Cat Yezbak and Rachel Priebe
Same-sex couple, Cat Yezbak (L) and Rachel Priebe blow bubbles outside the Manhattan City Clerk's office July 24, 2011. Out of the more than 150 schools surveyed, 33.3 percent of medical schools that responded spent zero hours on LGBT health-related content during the students' clinical training. Reuters

Individuals of the Lesbian, Gay, Bisexual, and Transgendered (LGBT) community represent a growing portion of the world's population, yet when it comes to caring for these individuals, medical training may fall short.

The average medical student spends roughly five to seven hours in medical school learning about the health-care needs of the lesbian, gay, bisexual and transgendered community, despite evidence of their unique health needs and risks, according to the study published Wednesday in the Journal of the American Medical Association.

Lesbian, gay, bisexual and transgender (LGBT) individuals have specific health and health care needs, wrote Dr.
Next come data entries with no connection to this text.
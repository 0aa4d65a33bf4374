use axum::{Json, extract::State};
use std::sync::Arc;
use std::time::Instant;
use tracing::info;

use super::ApiError;
use crate::models::{GenerateBody, GenerateResponse, GenerationRequest};
use crate::state::AppState;

// One-off generation: cache first, then the active backend
pub async fn generate_handler(
    State(state): State<Arc<AppState>>,
    Json(body): Json<GenerateBody>,
) -> Result<Json<GenerateResponse>, ApiError> {
    let prompt = body.prompt.trim();
    if prompt.is_empty() {
        return Err(ApiError::bad_request("prompt is empty"));
    }
    let request = match body.reference.as_deref().map(str::trim) {
        Some(reference) if !reference.is_empty() => {
            GenerationRequest::with_reference(prompt, reference)
        }
        _ => GenerationRequest::new(prompt),
    };

    let start_time = Instant::now();
    let (payload, cached) = state.runner.generate_once(&request).await?;
    info!(
        fingerprint = %request.fingerprint(),
        cached,
        elapsed_ms = start_time.elapsed().as_millis() as u64,
        "one-off generation finished"
    );

    Ok(Json(GenerateResponse {
        fingerprint: request.fingerprint(),
        payload,
        cached,
    }))
}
Juno Obedin-Maliver of Stanford University School of Medicine.

Researchers, who surveyed a number of deans from nearly 150 American and Canadian medical schools, found wide variation in the amount, content and quality of instruction on LGBT health.

It's great that a lot of schools are starting to teach these topics, said Mitchell Lunn, MD, lead author of the study and an internal medicine resident at Brigham and Women's Hospital/Harvard Medical School who was a medical student at Stanford when the study began.

A third of the schools had no LGBT content during their clinical years, about seven percent had no content during preclinical years, and about four percent had no content in any of their years, study authors noted.

But the conversation needs to go deeper. We heard from the deans that a lot of these important LGBT health topics are completely off the radar screens of many medical schools, Lunn added.

Results also showed that 33.3 percent of medical schools that responded spent zero hours on LGBT health-related content during the students' clinical training.

While the amount of time spent on training students was found to be extremely low, almost 97 percent of medical students are being taught to ask patients if they have sex with men, women or both when obtaining a sexual history, a positive step toward improved care, the researchers said.

Compared to their peers who are not LGBT, this group is more likely to face barriers accessing appropriate medical care, which may create or increase existing disparities, Obedin-Maliver added.

The study was conducted by members of the Lesbian, Gay, Bisexual and Transgender Medical Education Research Group, which was founded at Stanford's School of Medicine in 2007.

This is really about visibility and partnering with other organizations to get a better sense of how we can train a next generation of providers to be really sensitive and competent in meeting the needs of the LGBT community, said Obedin-Maliver, a Stanford graduate now doing an ob/gyn residency at the University of California-San Francisco.

A high rate of response from the deans — 85 percent — indicated a growing interest in the topic, researchers said.

These issues are something that every health-care provider will encounter.